COVID-19, quiet quitting, talent shortages and sourcing, ghosting, revenue pressures, cost cutting, and global economic and political uncertainties, to name just a few of the factors managers need to juggle in these modern times. Disruptors in and of themselves, are exhausting to solve but make no mistake, asset managers do need to solve them. Layer in increasingly complex and often manually labor-intensive operating environments and overcoming these challenges becomes all the more daunting—and costly. In the end, and as different as they are topically, they all share one commonality; they have a significant impact on a manager’s ability to focus on their core remit—to produce favorable economic results for their clients.
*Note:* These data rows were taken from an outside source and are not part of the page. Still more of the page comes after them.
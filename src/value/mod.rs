// value/mod.rs
// Copyright 2025 Matti Hänninen
//
// Licensed under the Apache License, Version 2.0 (the "License"); you may not
// use this file except in compliance with the License. You may obtain a copy of
// the License at
//
//     http://www.apache.org/licenses/LICENSE-2.0
//
// Unless required by applicable law or agreed to in writing, software
// distributed under the License is distributed on an "AS IS" BASIS, WITHOUT
// WARRANTIES OR CONDITIONS OF ANY KIND, either express or implied. See the
// License for the specific language governing permissions and limitations under
// the License.

//! The runtime value.
//!
//! Everything the evaluator touches is a `Value`.  Compound values hang
//! off `Rc`s so clones are cheap and `identical?` is pointer identity;
//! structural equality and hashing follow the collection semantics: any
//! two sequential collections with equal elements are equal, maps and
//! sets compare by content, and metadata never participates.

pub mod hash;
pub mod list;
pub mod map;
pub mod num;
pub mod seq;
pub mod vector;

use std::cell::RefCell;
use std::cmp::Ordering;
use std::rc::Rc;

use num_bigint::BigInt;

use crate::{
  analyzer::FnArity,
  env::{Env, Namespace, Var},
  error::{Error, Result},
  reader::form::{Form, FormKind},
};

use list::PList;
use map::{PMap, PSet};
use num::{BigDec, Ratio};
use seq::{ChunkedCons, ConsCell, LazySeqCell};
use vector::PVector;

#[derive(Clone, Debug)]
pub enum Value {
  Nil,
  Boolean(bool),
  Int(i64),
  Float(f64),
  Char(char),
  Str(Rc<str>),
  BigInt(Rc<BigInt>),
  BigDecimal(Rc<BigDec>),
  Ratio(Rc<Ratio>),
  Symbol(Rc<SymbolData>),
  Keyword(Rc<KeywordData>),
  List(Rc<PList>),
  Vector(Rc<PVector>),
  Map(Rc<PMap>),
  Set(Rc<PSet>),
  Cons(Rc<ConsCell>),
  Chunked(Rc<ChunkedCons>),
  LazySeq(Rc<LazySeqCell>),
  Fn(Rc<Closure>),
  Builtin(Rc<Builtin>),
  NativeFn(Rc<NativeClosure>),
  MultiFn(Rc<MultiFn>),
  Var(Rc<Var>),
  Namespace(Rc<Namespace>),
  Atom(Rc<AtomCell>),
  Volatile(Rc<RefCell<Value>>),
  Delay(Rc<DelayCell>),
  Reduced(Rc<Value>),
  Regex(Rc<RegexVal>),
  StringBuilder(Rc<RefCell<String>>),
  Exception(Rc<Error>),
}

#[derive(Clone, Debug)]
pub struct SymbolData {
  pub namespace: Option<Rc<str>>,
  pub name: Rc<str>,
  pub meta: Option<Rc<Value>>,
}

#[derive(Clone, Debug)]
pub struct KeywordData {
  pub namespace: Option<Rc<str>>,
  pub name: Rc<str>,
}

/// A closure: the analyzed arities plus the captured lexical scope.
#[derive(Clone, Debug)]
pub struct Closure {
  pub name: Option<Rc<str>>,
  pub arities: Vec<Rc<FnArity>>,
  pub variadic: Option<Rc<FnArity>>,
  pub captured: Option<Rc<crate::eval::Scope>>,
  pub meta: Option<Rc<Value>>,
}

pub type BuiltinFn = fn(&Rc<Env>, Vec<Value>) -> Result<Value>;

#[derive(Clone)]
pub struct Builtin {
  pub name: &'static str,
  pub f: BuiltinFn,
}

impl std::fmt::Debug for Builtin {
  fn fmt(&self, f: &mut std::fmt::Formatter<'_>) -> std::fmt::Result {
    write!(f, "Builtin({})", self.name)
  }
}

/// A native function that closes over Rust state: composed functions,
/// partials, memoization tables, transducer steps.
pub struct NativeClosure {
  pub name: &'static str,
  pub f: Box<dyn Fn(&Rc<Env>, Vec<Value>) -> Result<Value>>,
}

impl NativeClosure {
  pub fn new(
    name: &'static str,
    f: impl Fn(&Rc<Env>, Vec<Value>) -> Result<Value> + 'static,
  ) -> Value {
    Value::NativeFn(Rc::new(Self {
      name,
      f: Box::new(f),
    }))
  }
}

impl std::fmt::Debug for NativeClosure {
  fn fmt(&self, f: &mut std::fmt::Formatter<'_>) -> std::fmt::Result {
    write!(f, "NativeClosure({})", self.name)
  }
}

/// Runtime dispatch table of `defmulti`/`defmethod`.
#[derive(Debug)]
pub struct MultiFn {
  pub name: Rc<str>,
  pub dispatch: Value,
  pub methods: RefCell<im::HashMap<Value, Value>>,
}

#[derive(Debug)]
pub struct AtomCell {
  pub value: RefCell<Value>,
  pub meta: RefCell<Option<Value>>,
}

#[derive(Debug)]
pub struct DelayCell {
  state: RefCell<DelayState>,
}

enum DelayState {
  Pending { env: Rc<Env>, f: Value },
  Running,
  Done(Result<Value>),
}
For better or worse, today’s workplace and financial services as a whole are more dynamic than they have ever been, and the pressures being placed on managers by their investors have never been more intense. We all know that pronounced challenges give rise to pronounced creativity, but the manager’s fiduciary responsibility must remain front and center. Remote workers, hybrid work environments, video calls and the “kitchen table conference room”—now all too common in the “new norm” for financial services—can be attributable to this creativity, as can the acceleration of the move into outsourcing as managers jettison those functions no longer deemed core. Without question, outsourcing has always been a staple of financial services; but make no mistake, things are different now and the traditional drivers of change have shifted. Never before has the industry experienced such a dramatic convergence of so many detrimental variables coupled with the historical reasons for outsourcing (increased efficiencies, access to specialized expertise, etc.).
With increasing acceptance, asset managers are truly (and some would suggest, finally) re-defining their core competencies scrutinizing processes previously viewed as an additive to the investment process, outsourcing those that are deemed outliers to a provider whose core competency is financial services (ultimately freeing up increasingly hard-to-retain talent to focus on more meaningful duties, enriching the employee experience). Further, the “value” (an oft-overused and misunderstood concept) providers deliver to the ecosystem is taking on much more widespread and meaningful recognition by managers; those providers who are able to deliver leading-edge technology, backed by a support model that adds intellect to information will become more desirable and become even more valuable.
While the “one-size-fits-all” solution will remain a unicorn, one thing is certain; the elegant, if not artful, seamless integration of people and technology will lead the way and the managers who embrace these disruptors and are truly able to reimagine their operating environment will emerge as the winners and be able to quiet the noise and deliver for their investors.